In un momento come quello che stiamo vivendo, non è facile predicare l’equilibrio e restare fedeli ai valori della libertà, della coesione e del progresso. Il volume delle sirene della demagogia è al massimo, così come la nostra disponibilità a rispondere alla loro chiamata. Non lo dico con fare sprezzante: come tutti, anche io sono sensibilissimo alla tenaglia delle preoccupazioni materiali – e, quando si stringe, è forte la tentazione di aggrapparsi al più vicino maniglione antipanico.

Sono i momenti come questi, quelli in cui siamo più inclini ad assecondare le seduzioni del manicheismo, delle soluzioni facili, delle posizioni più radicali. Non va poi dimenticato che il fuoco dell’intransigenza, in situazioni di questo tipo, trova scorte inesauribili di benzina sui media e sui social; la politica diventa così una gara a chi la spara più grossa e fa scivolare la nostra democrazia del compromesso verso un bipolarismo schizofrenico.

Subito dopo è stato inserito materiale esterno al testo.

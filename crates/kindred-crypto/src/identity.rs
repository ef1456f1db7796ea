//! Node identities and identity-to-agreement key conversion.
//!
//! A kindred node is identified by an Ed25519 signing keypair. The handshake
//! does not sign anything; instead the identity keypair is mapped onto the
//! Montgomery curve so the same long-term key can be used for X25519 key
//! agreement and anonymous sealing:
//!
//! - public half: Edwards point `A` is mapped to its Montgomery `u`-coordinate
//! - secret half: the clamped scalar `SHA-512(seed)[..32]` is used directly
//!
//! Because the Ed25519 public key is `a·B` for that same scalar `a`, the
//! converted public key always equals `X25519(a, 9)`.
//!
//! # Example
//!
//! ```
//! use kindred_crypto::identity::Identity;
//! use rand_core::OsRng;
//!
//! let alice = Identity::generate(&mut OsRng);
//! let bob = Identity::generate(&mut OsRng);
//!
//! let bob_auth = bob.public_identity().auth_public_key().unwrap();
//! let alice_auth = alice.public_identity().auth_public_key().unwrap();
//!
//! let ab = alice.auth_keypair().agree(&bob_auth).unwrap();
//! let ba = bob.auth_keypair().agree(&alice_auth).unwrap();
//! assert_eq!(ab.as_bytes(), ba.as_bytes());
//! ```

use crate::CryptoError;
use crate::x25519::{PrivateKey, PublicKey, SharedSecret};
use curve25519_dalek::edwards::CompressedEdwardsY;
use rand_core::{CryptoRng, RngCore};
use serde::{Deserialize, Deserializer, Serialize, Serializer};
use std::fmt;
use std::str::FromStr;
use zeroize::Zeroizing;

/// Size of an identity public key (Ed25519).
pub const IDENTITY_PUBLIC_KEY_SIZE: usize = 32;

/// Size of an identity secret key (Ed25519 seed followed by the public key).
pub const IDENTITY_SECRET_KEY_SIZE: usize = 64;

/// Map an identity (Ed25519) public key to its agreement (X25519) public key.
///
/// # Errors
///
/// Returns [`CryptoError::InvalidKeyLength`] if the input is not 32 bytes, or
/// [`CryptoError::InvalidPublicKey`] if it is not a valid Edwards point.
pub fn derive_auth_public_key(identity_public_key: &[u8]) -> Result<PublicKey, CryptoError> {
    let bytes: [u8; IDENTITY_PUBLIC_KEY_SIZE] =
        identity_public_key
            .try_into()
            .map_err(|_| CryptoError::InvalidKeyLength {
                expected: IDENTITY_PUBLIC_KEY_SIZE,
                actual: identity_public_key.len(),
            })?;

    let point = CompressedEdwardsY(bytes)
        .decompress()
        .ok_or(CryptoError::InvalidPublicKey)?;

    Ok(PublicKey::from_bytes(point.to_montgomery().to_bytes()))
}

/// Map an identity (Ed25519) secret key to its agreement (X25519) secret key.
///
/// Accepts the 64-byte `seed ++ public` layout. Only the seed is read; the
/// conversion hashes it and never branches on its content.
///
/// # Errors
///
/// Returns [`CryptoError::InvalidKeyLength`] if the input is not 64 bytes.
pub fn derive_auth_secret_key(identity_secret_key: &[u8]) -> Result<PrivateKey, CryptoError> {
    if identity_secret_key.len() != IDENTITY_SECRET_KEY_SIZE {
        return Err(CryptoError::InvalidKeyLength {
            expected: IDENTITY_SECRET_KEY_SIZE,
            actual: identity_secret_key.len(),
        });
    }

    let mut seed = Zeroizing::new([0u8; 32]);
    seed.copy_from_slice(&identity_secret_key[..32]);

    let signing = ed25519_dalek::SigningKey::from_bytes(&seed);
    let scalar = Zeroizing::new(signing.to_scalar_bytes());
    Ok(PrivateKey::from_bytes(*scalar))
}

/// Public half of an identity: a validated 32-byte Ed25519 public key.
#[derive(Clone, Copy, PartialEq, Eq, Hash, PartialOrd, Ord)]
pub struct PublicIdentity([u8; IDENTITY_PUBLIC_KEY_SIZE]);

impl PublicIdentity {
    /// Create from raw bytes, checking that they encode a curve point.
    ///
    /// # Errors
    ///
    /// Returns [`CryptoError::InvalidPublicKey`] if the bytes are not a valid
    /// Ed25519 public key.
    pub fn from_bytes(bytes: [u8; IDENTITY_PUBLIC_KEY_SIZE]) -> Result<Self, CryptoError> {
        ed25519_dalek::VerifyingKey::from_bytes(&bytes)
            .map_err(|_| CryptoError::InvalidPublicKey)?;
        Ok(Self(bytes))
    }

    /// Create from a slice.
    ///
    /// # Errors
    ///
    /// Returns [`CryptoError::InvalidKeyLength`] for a slice that is not 32
    /// bytes, or [`CryptoError::InvalidPublicKey`] for an invalid point.
    pub fn from_slice(slice: &[u8]) -> Result<Self, CryptoError> {
        let bytes: [u8; IDENTITY_PUBLIC_KEY_SIZE] =
            slice.try_into().map_err(|_| CryptoError::InvalidKeyLength {
                expected: IDENTITY_PUBLIC_KEY_SIZE,
                actual: slice.len(),
            })?;
        Self::from_bytes(bytes)
    }

    /// Parse from a 64-character hex string.
    ///
    /// # Errors
    ///
    /// Returns [`CryptoError::InvalidHex`] for malformed hex, otherwise the
    /// errors of [`PublicIdentity::from_slice`].
    pub fn from_hex(s: &str) -> Result<Self, CryptoError> {
        let bytes = hex::decode(s.trim()).map_err(|e| CryptoError::InvalidHex(e.to_string()))?;
        Self::from_slice(&bytes)
    }

    /// Raw bytes.
    #[must_use]
    pub fn as_bytes(&self) -> &[u8; IDENTITY_PUBLIC_KEY_SIZE] {
        &self.0
    }

    /// Copy of the raw bytes.
    #[must_use]
    pub fn to_bytes(&self) -> [u8; IDENTITY_PUBLIC_KEY_SIZE] {
        self.0
    }

    /// Lowercase hex encoding.
    #[must_use]
    pub fn to_hex(&self) -> String {
        hex::encode(self.0)
    }

    /// First 8 hex characters, for logs.
    #[must_use]
    pub fn short(&self) -> String {
        hex::encode(&self.0[..4])
    }

    /// The X25519 public key this identity agrees with.
    ///
    /// # Errors
    ///
    /// Returns [`CryptoError::InvalidPublicKey`] if the point cannot be mapped.
    pub fn auth_public_key(&self) -> Result<PublicKey, CryptoError> {
        derive_auth_public_key(&self.0)
    }
}

impl fmt::Display for PublicIdentity {
    fn fmt(&self, f: &mut fmt::Formatter<'_>) -> fmt::Result {
        f.write_str(&self.to_hex())
    }
}

impl fmt::Debug for PublicIdentity {
    fn fmt(&self, f: &mut fmt::Formatter<'_>) -> fmt::Result {
        write!(f, "PublicIdentity({})", self.short())
    }
}

impl FromStr for PublicIdentity {
    type Err = CryptoError;

    fn from_str(s: &str) -> Result<Self, Self::Err> {
        Self::from_hex(s)
    }
}

impl Serialize for PublicIdentity {
    fn serialize<S: Serializer>(&self, serializer: S) -> Result<S::Ok, S::Error> {
        serializer.serialize_str(&self.to_hex())
    }
}

impl<'de> Deserialize<'de> for PublicIdentity {
    fn deserialize<D: Deserializer<'de>>(deserializer: D) -> Result<Self, D::Error> {
        let s = String::deserialize(deserializer)?;
        Self::from_hex(&s).map_err(serde::de::Error::custom)
    }
}

/// X25519 keypair derived from an [`Identity`].
///
/// Recomputed whenever it is needed and never persisted on its own.
#[derive(Clone, Debug)]
pub struct AuthKeypair {
    public: PublicKey,
    secret: PrivateKey,
}

impl AuthKeypair {
    /// Agreement public key.
    #[must_use]
    pub fn public_key(&self) -> &PublicKey {
        &self.public
    }

    /// Agreement secret key.
    #[must_use]
    pub fn secret_key(&self) -> &PrivateKey {
        &self.secret
    }

    /// Compute the shared secret with a remote agreement public key.
    ///
    /// # Errors
    ///
    /// Returns [`CryptoError::InvalidPublicKey`] for low-order remote keys.
    pub fn agree(&self, remote: &PublicKey) -> Result<SharedSecret, CryptoError> {
        self.secret.exchange(remote)
    }
}

/// Long-term node identity (Ed25519 signing keypair).
#[derive(Clone)]
pub struct Identity {
    signing: ed25519_dalek::SigningKey,
}

impl Identity {
    /// Generate a fresh random identity.
    pub fn generate<R: RngCore + CryptoRng>(rng: &mut R) -> Self {
        Self {
            signing: ed25519_dalek::SigningKey::generate(rng),
        }
    }

    /// Restore from a 32-byte seed.
    #[must_use]
    pub fn from_seed(seed: &[u8; 32]) -> Self {
        Self {
            signing: ed25519_dalek::SigningKey::from_bytes(seed),
        }
    }

    /// Restore from the 64-byte `seed ++ public` layout.
    ///
    /// # Errors
    ///
    /// Returns [`CryptoError::KeypairMismatch`] if the public half does not
    /// belong to the seed.
    pub fn from_keypair_bytes(bytes: &[u8; IDENTITY_SECRET_KEY_SIZE]) -> Result<Self, CryptoError> {
        let signing = ed25519_dalek::SigningKey::from_keypair_bytes(bytes)
            .map_err(|_| CryptoError::KeypairMismatch)?;
        Ok(Self { signing })
    }

    /// Export the 64-byte `seed ++ public` secret key.
    #[must_use]
    pub fn to_keypair_bytes(&self) -> Zeroizing<[u8; IDENTITY_SECRET_KEY_SIZE]> {
        Zeroizing::new(self.signing.to_keypair_bytes())
    }

    /// Public half of this identity.
    #[must_use]
    pub fn public_identity(&self) -> PublicIdentity {
        PublicIdentity(self.signing.verifying_key().to_bytes())
    }

    /// Agreement keypair for this identity.
    #[must_use]
    pub fn auth_keypair(&self) -> AuthKeypair {
        let scalar = Zeroizing::new(self.signing.to_scalar_bytes());
        let secret = PrivateKey::from_bytes(*scalar);
        AuthKeypair {
            public: secret.public_key(),
            secret,
        }
    }
}

impl fmt::Debug for Identity {
    fn fmt(&self, f: &mut fmt::Formatter<'_>) -> fmt::Result {
        f.debug_struct("Identity")
            .field("public", &self.public_identity())
            .finish_non_exhaustive()
    }
}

Ma è davvero questo il futuro che vogliamo per la Svizzera? È questa la soluzione che ci permetterà di tenere insieme un Paese eterogeneo come il nostro? La risposta è «no». Se guardiamo alla nostra storia, l’unica possibilità che abbiamo è di stringerci attorno ai valori che ci hanno sempre ispirato, e poi tradurli in soluzioni pratiche per problemi come i costi della salute, il mercato del lavoro o le sfide legate a clima ed energia.

Quando eleggiamo chi ci rappresenterà nelle istituzioni, dovremmo tenere presente che stiamo scegliendo gli ingranaggi da inserire in un meccanismo molto delicato. C’è bisogno di persone consapevoli del peso del loro ruolo, capaci di dialogare anche aspramente, ma poi pronte a trovare soluzioni insieme all’avversario. Senza questa attitudine alla mediazione, sarà impossibile mettere mano a cantieri ultra-complessi la riforma dell’Avs, quella dell’assicurazione malattia, il ripensamento della nostra politica di sicurezza o le relazioni con l’Ue.

Cercare il compromesso non significa togliere potenza alle idee. Penso alla lungimiranza di riformatori veri come Franco Zorzi, Giuseppe Buffi o Walther Stampfli e ai loro rispettivi risultati epocali – la galleria autostradale del San Gottardo, la creazione dell’Usi, l’introduzione dell’Avs. Questi veri monumenti del nostro federalismo mostrano che profilarsi non equivale a radicalizzarsi: quel che serve è la volontà di unire il Paese dietro a riforme, investimenti e progetti comuni.

Come partiti, infine, dobbiamo renderci conto che alimentare la cagnara non porterà lontano nessuno di noi. Il rischio reale è di indurre i cittadini all’indifferenza, una delle malattie più subdole per la nostra democrazia diretta. Alla lunga, esasperare le divisioni ci danneggerà tutti: regioni di montagna contro città, ricchi contro poveri, ticinesi contro confederati, «bravi cittadini» contro «negazionisti». L’esito finale rischia di essere una guerra fra bande, sempre più minuscole, combattuta a colpi di disinformazione e isolamento reciproco. Cosa accade, dove questo scenario si concretizza, lo vediamo bene oggi in molte parti d’Europa: l’angoscia individuale diventa ansia collettiva e trascina la comunità nelle braccia di forze che vengono dal nostro tragico passato, e che nel passato dovrebbero rimanere.

L’insegnamento più prezioso del liberalismo è la sua consapevolezza dei propri limiti: non promettiamo di creare il Paradiso in terra e ammettiamo i nostri errori, per correggerli e portare avanti un poco alla volta il Paese, usando come guide la ragione, la libertà e la coesione. È questo il vero progresso che vi chiediamo di sostenere tra pochi giorni – grazie a un diritto che dobbiamo trattare come il più importante dei doveri, ovvero il diritto di voto.